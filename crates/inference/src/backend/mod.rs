use ndarray::{Array, IxDyn};
use preprocess::InputShape;
use schema::{Metrics, clamp_confidence};
use std::path::Path;
use std::sync::Arc;

pub mod heuristic;
#[cfg(feature = "ort-backend")]
pub mod ort;

pub use heuristic::HeuristicBackend;

pub trait InferenceBackend: Send {
    /// Short identifier reported as `modelUsed`.
    fn name(&self) -> &str;

    /// One forward pass over a `[1, H, W, C]` tensor scaled to `[0, 1]`.
    fn infer(&mut self, input: &Array<f32, IxDyn>) -> anyhow::Result<InferenceOutput>;
}

pub struct InferenceOutput {
    /// Either a single probability (binary head) or a class distribution.
    pub scores: ndarray::ArrayD<f32>,
    /// Auxiliary measurements computed alongside the forward pass.
    pub metrics: Metrics,
}

/// Builds a backend for a model path; runs on a blocking thread.
pub type BackendLoader =
    Arc<dyn Fn(&Path, InputShape) -> anyhow::Result<Box<dyn InferenceBackend>> + Send + Sync>;

#[derive(Debug, Clone, Copy, PartialEq, Eq)]
pub enum BackendKind {
    Onnx,
    Heuristic,
}

impl BackendKind {
    pub fn as_str(&self) -> &'static str {
        match self {
            BackendKind::Onnx => "onnx",
            BackendKind::Heuristic => "heuristic",
        }
    }

    pub fn loader(self) -> BackendLoader {
        match self {
            BackendKind::Heuristic => Arc::new(load_heuristic),
            BackendKind::Onnx => Arc::new(load_onnx),
        }
    }
}

fn load_heuristic(_path: &Path, _shape: InputShape) -> anyhow::Result<Box<dyn InferenceBackend>> {
    Ok(Box::new(HeuristicBackend))
}

#[cfg(feature = "ort-backend")]
fn load_onnx(path: &Path, _shape: InputShape) -> anyhow::Result<Box<dyn InferenceBackend>> {
    Ok(Box::new(ort::OrtBackend::load_model(path)?))
}

#[cfg(not(feature = "ort-backend"))]
fn load_onnx(path: &Path, _shape: InputShape) -> anyhow::Result<Box<dyn InferenceBackend>> {
    anyhow::bail!(
        "cannot load {}: built without the `ort-backend` feature",
        path.display()
    )
}

/// Reduce model scores to a confidence in `[0, 100]`.
///
/// A single element is the probability of the binary head; a longer vector
/// is a class distribution and its maximum is used.
pub fn confidence_from_scores(scores: &ndarray::ArrayD<f32>) -> anyhow::Result<f32> {
    let mut values = scores.iter().copied();
    let first = values
        .next()
        .ok_or_else(|| anyhow::anyhow!("model produced an empty output"))?;
    let best = values.fold(first, f32::max);
    Ok(clamp_confidence(best * 100.0))
}

#[cfg(test)]
mod tests {
    use super::*;
    use ndarray::arr1;

    #[test]
    fn binary_head_scales_probability() {
        let scores = arr1(&[0.73f32]).into_dyn();
        assert!((confidence_from_scores(&scores).unwrap() - 73.0).abs() < 1e-4);
    }

    #[test]
    fn multi_class_uses_max_probability() {
        let scores = ndarray::Array2::from_shape_vec((1, 3), vec![0.1f32, 0.6, 0.3])
            .unwrap()
            .into_dyn();
        assert!((confidence_from_scores(&scores).unwrap() - 60.0).abs() < 1e-4);
    }

    #[test]
    fn out_of_contract_scores_are_clamped() {
        assert_eq!(confidence_from_scores(&arr1(&[1.5f32]).into_dyn()).unwrap(), 100.0);
        assert_eq!(confidence_from_scores(&arr1(&[-0.2f32]).into_dyn()).unwrap(), 0.0);
    }

    #[test]
    fn empty_output_is_an_error() {
        let scores = ndarray::ArrayD::<f32>::zeros(IxDyn(&[1, 0]));
        assert!(confidence_from_scores(&scores).is_err());
    }

    #[cfg(not(feature = "ort-backend"))]
    #[test]
    fn onnx_loader_without_feature_fails() {
        let loader = BackendKind::Onnx.loader();
        assert!(loader(Path::new("model.onnx"), InputShape::default()).is_err());
    }
}
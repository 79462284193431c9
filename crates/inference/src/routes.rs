use crate::error::ServiceError;
use crate::service::ModelService;
use axum::{
    Json, Router,
    extract::{State, rejection::JsonRejection},
    routing::{get, post},
};
use schema::{
    DETECT_PATH, DetectRequest, DetectResponse, HEALTH_PATH, HealthResponse, LOAD_MODEL_PATH,
    LoadModelRequest, MODELS_PATH, ModelsResponse,
};
use std::sync::Arc;
use tower_http::cors::CorsLayer;

pub type AppState = Arc<ModelService>;

pub fn router(service: AppState) -> Router {
    Router::new()
        .route(DETECT_PATH, post(detect))
        .route(HEALTH_PATH, get(health))
        .route(MODELS_PATH, get(models))
        .route(LOAD_MODEL_PATH, post(load_model))
        .layer(CorsLayer::permissive())
        .with_state(service)
}

pub async fn serve(
    listener: tokio::net::TcpListener,
    service: AppState,
    shutdown: impl std::future::Future<Output = ()> + Send + 'static,
) -> anyhow::Result<()> {
    tracing::info!(addr = %listener.local_addr()?, "Model service listening");
    axum::serve(listener, router(service))
        .with_graceful_shutdown(shutdown)
        .await?;
    Ok(())
}

async fn detect(
    State(service): State<AppState>,
    body: Result<Json<DetectRequest>, JsonRejection>,
) -> Result<Json<DetectResponse>, ServiceError> {
    let Json(request) = body.map_err(|e| ServiceError::BadPayload(e.body_text()))?;
    let response = service.detect(request).await.inspect_err(|e| {
        tracing::warn!(error = %e, "Detection rejected");
    })?;
    Ok(Json(response))
}

async fn health(State(service): State<AppState>) -> Json<HealthResponse> {
    Json(service.health().await)
}

async fn models(State(service): State<AppState>) -> Json<ModelsResponse> {
    Json(service.models().await)
}

async fn load_model(
    State(service): State<AppState>,
    body: Result<Json<LoadModelRequest>, JsonRejection>,
) -> Result<Json<HealthResponse>, ServiceError> {
    let Json(request) = body.map_err(|e| ServiceError::BadPayload(e.body_text()))?;
    Ok(Json(service.load_model(&request.path).await?))
}
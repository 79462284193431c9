use crate::config::{CaptureConfig, SourceKind};
use crate::frame::{Frame, PixelFormat};
use crate::pacing::FramePacer;
use anyhow::Result;
use std::sync::atomic::{AtomicBool, Ordering};
use std::time::Instant;

/// A capture collaborator running at its own cadence.
pub trait FrameSource: Send {
    /// Capture until `shutdown` is set, handing every frame to `publish`.
    fn run(&mut self, publish: &mut dyn FnMut(Frame), shutdown: &AtomicBool) -> Result<()>;
}

/// Moving gradient test pattern. Frame `n` is a pure function of `n`.
pub struct SyntheticSource {
    width: u32,
    height: u32,
    pacer: FramePacer,
    frame_count: u64,
}

impl SyntheticSource {
    pub fn new(width: u32, height: u32, fps: f64) -> Self {
        Self {
            width,
            height,
            pacer: FramePacer::new(fps),
            frame_count: 0,
        }
    }

    pub fn frame(&self, n: u64) -> Frame {
        let shift = (n % 256) as u32;
        let mut pixels = Vec::with_capacity(self.width as usize * self.height as usize * 3);
        for y in 0..self.height {
            for x in 0..self.width {
                let r = ((x * 255) / self.width.max(1) + shift) as u8;
                let g = ((y * 255) / self.height.max(1)) as u8;
                let b = (((x + y) * 127) / (self.width + self.height).max(1)) as u8;
                pixels.extend_from_slice(&[r, g, b]);
            }
        }
        Frame::new(pixels, self.width, self.height, PixelFormat::Rgb8)
    }
}

impl FrameSource for SyntheticSource {
    fn run(&mut self, publish: &mut dyn FnMut(Frame), shutdown: &AtomicBool) -> Result<()> {
        tracing::info!(
            width = self.width,
            height = self.height,
            "Synthetic frame source started"
        );

        while !shutdown.load(Ordering::Relaxed) {
            let start = Instant::now();
            publish(self.frame(self.frame_count));
            self.frame_count += 1;
            self.pacer.wait(start);
        }

        tracing::info!(frames = self.frame_count, "Synthetic frame source stopped");
        Ok(())
    }
}

/// Build the configured frame source.
pub fn open_source(config: &CaptureConfig) -> Result<Box<dyn FrameSource>> {
    match config.source {
        SourceKind::Synthetic => Ok(Box::new(SyntheticSource::new(
            config.width,
            config.height,
            config.fps,
        ))),
        #[cfg(feature = "camera")]
        SourceKind::Camera => Ok(Box::new(crate::camera::CameraSource::open(config)?)),
        #[cfg(not(feature = "camera"))]
        SourceKind::Camera => {
            anyhow::bail!("Camera source requested but the `camera` feature is disabled")
        }
    }
}
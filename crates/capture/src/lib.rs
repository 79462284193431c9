#[cfg(feature = "camera")]
pub mod camera;
pub mod config;
pub mod decoder;
pub mod encoder;
pub mod feed;
pub mod frame;
pub mod pacing;
pub mod source;

#[cfg(feature = "camera")]
pub use camera::CameraSource;
pub use config::{CaptureConfig, SourceKind};
pub use decoder::{FrameDecoder, YuyvDecoder};
pub use encoder::{EncodeError, EncodedPayload, ImageFormat, encode, encode_as};
pub use feed::{CaptureFeed, LatestFrame};
pub use frame::{Frame, PixelFormat};
pub use source::{FrameSource, SyntheticSource, open_source};
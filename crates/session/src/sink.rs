use crate::outcome::TickOutcome;
use tokio::sync::broadcast;

/// Receives every published tick outcome, in tick order.
pub trait ResultSink: Send + Sync {
    fn publish(&self, outcome: &TickOutcome);
}

/// Writes outcomes to the log.
#[derive(Debug, Default)]
pub struct LogSink;

impl ResultSink for LogSink {
    fn publish(&self, outcome: &TickOutcome) {
        match outcome {
            TickOutcome::Result { timestamp, result } => tracing::info!(
                timestamp,
                confidence = result.confidence,
                alertness = %result.alertness,
                model = result.model_used.as_deref().unwrap_or("-"),
                "Alertness update"
            ),
            TickOutcome::Failed {
                timestamp,
                stage,
                reason,
            } => tracing::error!(timestamp, stage = %stage, reason = %reason, "Tick failed"),
        }
    }
}

/// Fans outcomes out to any number of subscribers (WebSocket clients).
/// Slow subscribers lag and miss updates; the session never waits on them.
#[derive(Debug, Clone)]
pub struct BroadcastSink {
    tx: broadcast::Sender<TickOutcome>,
}

impl BroadcastSink {
    pub fn new(capacity: usize) -> Self {
        let (tx, _) = broadcast::channel(capacity.max(1));
        Self { tx }
    }

    pub fn subscribe(&self) -> broadcast::Receiver<TickOutcome> {
        self.tx.subscribe()
    }
}

impl ResultSink for BroadcastSink {
    fn publish(&self, outcome: &TickOutcome) {
        let _ = self.tx.send(outcome.clone());
    }
}
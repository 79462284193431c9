use crate::alertness::{AlertnessLevel, classify};
use serde::{Deserialize, Serialize};
use std::collections::BTreeMap;

/// Auxiliary numeric measurements reported alongside a confidence.
pub type Metrics = BTreeMap<String, f64>;

pub const CONFIDENCE_MIN: f32 = 0.0;
pub const CONFIDENCE_MAX: f32 = 100.0;

/// Clamp a raw confidence into `[0, 100]`. NaN becomes 0.
pub fn clamp_confidence(raw: f32) -> f32 {
    if raw.is_nan() {
        CONFIDENCE_MIN
    } else {
        raw.clamp(CONFIDENCE_MIN, CONFIDENCE_MAX)
    }
}

/// Normalized outcome of one detection, whichever backend produced it.
#[derive(Debug, Clone, PartialEq, Serialize, Deserialize)]
#[serde(rename_all = "camelCase")]
pub struct InferenceResult {
    pub confidence: f32,
    pub alertness: AlertnessLevel,
    #[serde(default)]
    pub metrics: Metrics,
    #[serde(default, skip_serializing_if = "Option::is_none")]
    pub model_used: Option<String>,
}

impl InferenceResult {
    /// Build a result from a raw confidence, classifying it with the
    /// threshold table.
    pub fn from_confidence(raw: f32) -> Self {
        let confidence = clamp_confidence(raw);
        Self {
            confidence,
            alertness: classify(confidence),
            metrics: Metrics::new(),
            model_used: None,
        }
    }

    pub fn with_metrics(mut self, metrics: Metrics) -> Self {
        self.metrics = metrics;
        self
    }

    pub fn with_model(mut self, model: impl Into<String>) -> Self {
        self.model_used = Some(model.into());
        self
    }
}
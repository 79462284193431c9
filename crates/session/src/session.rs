use crate::outcome::{TickOutcome, TickStage};
use crate::sink::ResultSink;
use capture::{CaptureFeed, LatestFrame, encode};
use client::ProviderChain;
use opentelemetry::{KeyValue, global, metrics::Counter};
use std::sync::Arc;
use std::time::{Duration, Instant};
use tokio::sync::watch;
use tokio::time::{self, MissedTickBehavior};

/// Counts kept by one [`Session::run`].
#[derive(Debug, Clone, Copy, Default, PartialEq, Eq)]
pub struct SessionStats {
    pub ticks: u64,
    /// Ticks that would have started while the previous one was running.
    pub skipped: u64,
    /// Ticks with no frame available yet.
    pub idle: u64,
    pub results: u64,
    pub failures: u64,
}

struct SessionMetrics {
    ticks: Counter<u64>,
    skipped: Counter<u64>,
    outcomes: Counter<u64>,
}

fn init_metrics(meter_name: &'static str) -> SessionMetrics {
    let meter = global::meter(meter_name);
    SessionMetrics {
        ticks: meter
            .u64_counter("session_ticks_total")
            .with_description("Ticks started")
            .build(),
        skipped: meter
            .u64_counter("session_ticks_skipped_total")
            .with_description("Ticks dropped because the previous tick was still running")
            .build(),
        outcomes: meter
            .u64_counter("session_outcomes_total")
            .with_description("Published tick outcomes by status")
            .build(),
    }
}

/// Drives encode → infer → publish once per tick until stopped.
///
/// At most one inference request is outstanding: a tick that comes due while
/// the previous one is still running is dropped, never queued.
pub struct Session {
    chain: ProviderChain,
    frames: LatestFrame,
    sinks: Vec<Arc<dyn ResultSink>>,
    tick_interval: Duration,
    jpeg_quality: f32,
    capture: Option<CaptureFeed>,
    metrics: SessionMetrics,
}

impl Session {
    pub fn new(
        chain: ProviderChain,
        frames: LatestFrame,
        tick_interval: Duration,
        jpeg_quality: f32,
    ) -> Self {
        Self {
            chain,
            frames,
            sinks: Vec::new(),
            tick_interval,
            jpeg_quality,
            capture: None,
            metrics: init_metrics("session"),
        }
    }

    pub fn with_sink(mut self, sink: Arc<dyn ResultSink>) -> Self {
        self.sinks.push(sink);
        self
    }

    /// Own the capture feed so it is stopped and joined when `run` returns.
    pub fn with_capture(mut self, feed: CaptureFeed) -> Self {
        self.capture = Some(feed);
        self
    }

    /// Tick until `shutdown` turns true (or its sender is dropped). A stop
    /// that arrives mid-tick cancels the in-flight request.
    pub async fn run(mut self, mut shutdown: watch::Receiver<bool>) -> anyhow::Result<SessionStats> {
        let mut stats = SessionStats::default();
        let mut interval = time::interval(self.tick_interval);
        interval.set_missed_tick_behavior(MissedTickBehavior::Skip);

        tracing::info!(
            interval_ms = self.tick_interval.as_millis() as u64,
            providers = ?self.chain.provider_names().collect::<Vec<_>>(),
            "Session started"
        );

        while !*shutdown.borrow() {
            tokio::select! {
                biased;
                _ = shutdown.wait_for(|stopped| *stopped) => break,
                _ = interval.tick() => {}
            }

            stats.ticks += 1;
            self.metrics.ticks.add(1, &[]);
            let started = Instant::now();

            let outcome = tokio::select! {
                biased;
                _ = shutdown.wait_for(|stopped| *stopped) => {
                    tracing::info!("Stop requested, cancelling in-flight tick");
                    break;
                }
                outcome = self.tick() => outcome,
            };

            match outcome {
                Some(outcome) => self.publish(&outcome, &mut stats),
                None => {
                    stats.idle += 1;
                    tracing::debug!("No frame available yet");
                }
            }

            let elapsed = started.elapsed();
            if elapsed >= self.tick_interval {
                let missed = (elapsed.as_nanos() / self.tick_interval.as_nanos()) as u64;
                stats.skipped += missed;
                self.metrics.skipped.add(missed, &[]);
                tracing::debug!(
                    missed,
                    elapsed_ms = elapsed.as_millis() as u64,
                    "Tick overran, dropping missed ticks"
                );
                interval.reset();
            }
        }

        self.shutdown_capture().await?;
        tracing::info!(?stats, "Session stopped");
        Ok(stats)
    }

    /// `None` when no frame has been captured yet.
    async fn tick(&self) -> Option<TickOutcome> {
        let frame = self.frames.borrow().clone()?;
        let timestamp = frame.timestamp_ms;

        let payload = match encode(&frame, self.jpeg_quality) {
            Ok(payload) => payload,
            Err(e) => {
                return Some(TickOutcome::Failed {
                    timestamp,
                    stage: TickStage::Encode,
                    reason: e.to_string(),
                });
            }
        };

        Some(match self.chain.infer(&payload).await {
            Ok(result) => TickOutcome::Result { timestamp, result },
            Err(e) => TickOutcome::Failed {
                timestamp,
                stage: TickStage::Inference,
                reason: e.to_string(),
            },
        })
    }

    fn publish(&self, outcome: &TickOutcome, stats: &mut SessionStats) {
        let status = if outcome.is_failed() {
            stats.failures += 1;
            "failed"
        } else {
            stats.results += 1;
            "result"
        };
        self.metrics
            .outcomes
            .add(1, &[KeyValue::new("status", status)]);

        for sink in &self.sinks {
            sink.publish(outcome);
        }
    }

    async fn shutdown_capture(&mut self) -> anyhow::Result<()> {
        if let Some(feed) = self.capture.take() {
            tokio::task::spawn_blocking(move || feed.stop()).await??;
            tracing::info!("Capture stopped");
        }
        Ok(())
    }
}
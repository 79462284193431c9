use super::{InferenceBackend, InferenceOutput};
use ndarray::{Array, IxDyn, arr1};
use schema::Metrics;

/// Contrast (population std-dev of luma) that counts as a fully engaged face.
const FULL_CONTRAST: f64 = 0.25;

/// Lower-fidelity estimate used by the fallback service when no trained
/// model is available: well-exposed, high-contrast frames score as alert,
/// dark or flat frames as drowsy.
#[derive(Debug, Default)]
pub struct HeuristicBackend;

impl InferenceBackend for HeuristicBackend {
    fn name(&self) -> &str {
        "heuristic"
    }

    fn infer(&mut self, input: &Array<f32, IxDyn>) -> anyhow::Result<InferenceOutput> {
        let shape = input.shape();
        if shape.len() != 4 || shape[0] != 1 {
            anyhow::bail!("expected [1, H, W, C] input, got {:?}", shape);
        }
        let channels = shape[3];
        if channels == 0 || input.is_empty() {
            anyhow::bail!("input has no pixels");
        }

        let lumas: Vec<f64> = input
            .as_slice()
            .map(|s| s.to_vec())
            .unwrap_or_else(|| input.iter().copied().collect())
            .chunks_exact(channels)
            .map(|px| match px {
                [r, g, b, ..] => 0.299 * *r as f64 + 0.587 * *g as f64 + 0.114 * *b as f64,
                [l, ..] => *l as f64,
                [] => 0.0,
            })
            .collect();

        let count = lumas.len() as f64;
        let brightness = lumas.iter().sum::<f64>() / count;
        let variance = lumas.iter().map(|l| (l - brightness).powi(2)).sum::<f64>() / count;
        let contrast = variance.sqrt();

        let exposure_score = 1.0 - ((brightness - 0.5).abs() * 2.0).min(1.0);
        let contrast_score = (contrast / FULL_CONTRAST).min(1.0);
        let probability = 0.5 * exposure_score + 0.5 * contrast_score;

        let mut metrics = Metrics::new();
        metrics.insert("brightness".into(), brightness);
        metrics.insert("contrast".into(), contrast);

        Ok(InferenceOutput {
            scores: arr1(&[probability as f32]).into_dyn(),
            metrics,
        })
    }
}
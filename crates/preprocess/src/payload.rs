use crate::PreprocessError;
use base64::Engine;
use base64::engine::general_purpose::STANDARD;
use image::DynamicImage;

/// Drop a leading `data:<mime>;base64,` header if present.
pub fn strip_data_url(image: &str) -> &str {
    match image.split_once(";base64,") {
        Some((header, body)) if header.starts_with("data:") => body,
        _ => image,
    }
}

/// Base64-decode and decode the image a detection request carries.
pub fn decode_payload(image: &str) -> Result<DynamicImage, PreprocessError> {
    let bytes = STANDARD.decode(strip_data_url(image).trim())?;
    Ok(image::load_from_memory(&bytes)?)
}

#[cfg(test)]
mod tests {
    use super::*;
    use image::{ImageFormat, RgbImage};
    use std::io::Cursor;

    fn png_base64() -> String {
        let img = RgbImage::from_pixel(3, 2, image::Rgb([10, 20, 30]));
        let mut bytes = Cursor::new(Vec::new());
        img.write_to(&mut bytes, ImageFormat::Png).unwrap();
        STANDARD.encode(bytes.into_inner())
    }

    #[test]
    fn strips_data_url_header() {
        assert_eq!(strip_data_url("data:image/jpeg;base64,AAAA"), "AAAA");
        assert_eq!(strip_data_url("AAAA"), "AAAA");
        assert_eq!(strip_data_url("nodata;base64,AAAA"), "nodata;base64,AAAA");
    }

    #[test]
    fn decodes_with_and_without_prefix() {
        let raw = png_base64();
        let plain = decode_payload(&raw).unwrap();
        let prefixed = decode_payload(&format!("data:image/png;base64,{raw}")).unwrap();
        assert_eq!((plain.width(), plain.height()), (3, 2));
        assert_eq!(plain.to_rgb8().into_raw(), prefixed.to_rgb8().into_raw());
    }

    #[test]
    fn rejects_bad_base64() {
        assert!(matches!(
            decode_payload("data:image/png;base64,!!!"),
            Err(PreprocessError::Base64(_))
        ));
    }

    #[test]
    fn rejects_non_image_bytes() {
        let garbage = STANDARD.encode(b"definitely not an image");
        assert!(matches!(decode_payload(&garbage), Err(PreprocessError::Decode(_))));
    }
}
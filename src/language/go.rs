//! Go language definition

use std::collections::HashSet;
use std::sync::LazyLock;

use super::LanguageDef;

static DEFINITION: LanguageDef = LanguageDef {
    name: "go",
    grammar: || tree_sitter_go::LANGUAGE.into(),
    extensions: &["go"],
    test_file_suffix: "_test.go",
    root_package: "main",
};

pub fn definition() -> &'static LanguageDef {
    &DEFINITION
}

/// Built-in Go types excluded from type-usage edges.
///
/// Without this filter, `type_usages("error")` would return most of the
/// codebase. Covers the predeclared numeric, boolean, textual, and universal
/// error types plus the sentinel names the type-reference parser produces
/// for inline anonymous types.
pub static BUILTIN_TYPES: LazyLock<HashSet<&'static str>> = LazyLock::new(|| {
    [
        "bool",
        "string",
        "int",
        "int8",
        "int16",
        "int32",
        "int64",
        "uint",
        "uint8",
        "uint16",
        "uint32",
        "uint64",
        "uintptr",
        "byte",
        "rune",
        "float32",
        "float64",
        "complex64",
        "complex128",
        "error",
        "any",
        // Sentinels for inline anonymous and detail-less types
        "interface",
        "func",
        "struct",
        "map",
        "chan",
    ]
    .into_iter()
    .collect()
});

/// Built-in Go functions excluded from call extraction.
///
/// Calls to these would otherwise appear as unresolvable `{package}.len`
/// style edges and pollute caller queries.
pub static BUILTIN_FUNCS: LazyLock<HashSet<&'static str>> = LazyLock::new(|| {
    [
        "len", "cap", "make", "new", "append", "copy", "delete", "panic", "recover", "print",
        "println", "close", "complex", "real", "imag", "min", "max", "clear",
    ]
    .into_iter()
    .collect()
});

#[cfg(test)]
mod tests {
    use super::*;

    #[test]
    fn test_builtin_types_cover_predeclared() {
        assert!(BUILTIN_TYPES.contains("error"));
        assert!(BUILTIN_TYPES.contains("string"));
        assert!(BUILTIN_TYPES.contains("uintptr"));
        assert!(!BUILTIN_TYPES.contains("Config"));
    }

    #[test]
    fn test_builtin_funcs() {
        assert!(BUILTIN_FUNCS.contains("append"));
        assert!(!BUILTIN_FUNCS.contains("Append"));
    }
}
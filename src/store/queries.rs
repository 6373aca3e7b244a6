//! Query-engine SQL: recursive CTE traversals over the persisted graph
//!
//! Every public method wraps its statements in one read-only transaction
//! (BEGIN … ROLLBACK) so a query sees a consistent snapshot under
//! concurrent writes. Rollback runs on every exit path: explicitly on
//! success, implicitly on drop for errors.
//!
//! Recursive traversals carry a monotone depth counter bounded by the
//! requested depth, which guarantees termination over cyclic call graphs.

use sqlx::{QueryBuilder, Row, Sqlite};

use super::helpers::{clamp_u32, NodeRow, StoreError, TraversalRow};
use super::Store;

/// Function metadata columns shared by all traversal projections
const FUNCTION_COLS: &str = "f.function_id, f.file_path, f.start_line, f.end_line, \
                             f.start_pos, f.end_pos, f.name, f.module_path";

/// The three impact phases, fetched under one read transaction
#[derive(Debug, Default)]
pub struct ImpactRows {
    pub implementations: Vec<NodeRow>,
    pub direct: Vec<TraversalRow>,
    pub transitive: Vec<TraversalRow>,
}

fn function_node(row: &sqlx::sqlite::SqliteRow) -> NodeRow {
    NodeRow {
        id: row.get(0),
        kind: "function".to_string(),
        file: row.get(1),
        start_line: clamp_u32(row.get(2)),
        end_line: clamp_u32(row.get(3)),
        start_pos: clamp_u32(row.get(4)),
        end_pos: clamp_u32(row.get(5)),
        name: row.get(6),
        module_path: row.get(7),
    }
}

fn type_node(row: &sqlx::sqlite::SqliteRow) -> NodeRow {
    NodeRow {
        id: row.get(0),
        file: row.get(1),
        start_line: clamp_u32(row.get(2)),
        end_line: clamp_u32(row.get(3)),
        start_pos: clamp_u32(row.get(4)),
        end_pos: clamp_u32(row.get(5)),
        name: row.get(6),
        module_path: row.get(7),
        kind: row.get(8),
    }
}
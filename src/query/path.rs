//! In-memory BFS shortest path over a depth-bounded edge set
//!
//! The engine loads the reachable call edges with a recursive CTE rooted at
//! the source, then runs BFS here. The visited set rejects nodes once
//! enqueued, so cyclic graphs terminate; the depth bound caps the layer
//! count.

use std::collections::{HashMap, HashSet, VecDeque};

/// Shortest call path `from → to`, at most `max_depth` hops.
///
/// Returns the node sequence including both endpoints, or `None` when no
/// path exists within the bound. A zero-hop query (`from == to`) returns
/// the single node.
pub(crate) fn shortest_path(
    edges: &[(String, String)],
    from: &str,
    to: &str,
    max_depth: u32,
) -> Option<Vec<String>> {
    if from == to {
        return Some(vec![from.to_string()]);
    }

    let mut adjacency: HashMap<&str, Vec<&str>> = HashMap::new();
    for (caller, callee) in edges {
        adjacency.entry(caller.as_str()).or_default().push(callee);
    }

    let mut visited: HashSet<&str> = HashSet::new();
    let mut parent: HashMap<&str, &str> = HashMap::new();
    let mut queue: VecDeque<(&str, u32)> = VecDeque::new();
    visited.insert(from);
    queue.push_back((from, 0));

    while let Some((current, depth)) = queue.pop_front() {
        if depth >= max_depth {
            continue;
        }
        if let Some(nexts) = adjacency.get(current) {
            for next in nexts {
                if !visited.insert(next) {
                    continue;
                }
                parent.insert(next, current);
                if *next == to {
                    return Some(reconstruct(&parent, from, to));
                }
                queue.push_back((next, depth + 1));
            }
        }
    }

    None
}

fn reconstruct(parent: &HashMap<&str, &str>, from: &str, to: &str) -> Vec<String> {
    let mut path = vec![to.to_string()];
    let mut current = to;
    while current != from {
        current = parent[current];
        path.push(current.to_string());
    }
    path.reverse();
    path
}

========================================

_Directions for this task_.
Pull out all lines of the data with the string "static".

_Response area_.
    pub fn as_str(&self) -> &'static str {
    shutdown: impl std::future::Future<Output = ()> + Send + 'static,
fn init_metrics(meter_name: &'static str) -> SessionMetrics {
static DEFINITION: LanguageDef = LanguageDef {
pub fn definition() -> &'static LanguageDef {
pub static BUILTIN_TYPES: LazyLock<HashSet<&'static str>> = LazyLock::new(|| {
pub static BUILTIN_FUNCS: LazyLock<HashSet<&'static str>> = LazyLock::new(|| {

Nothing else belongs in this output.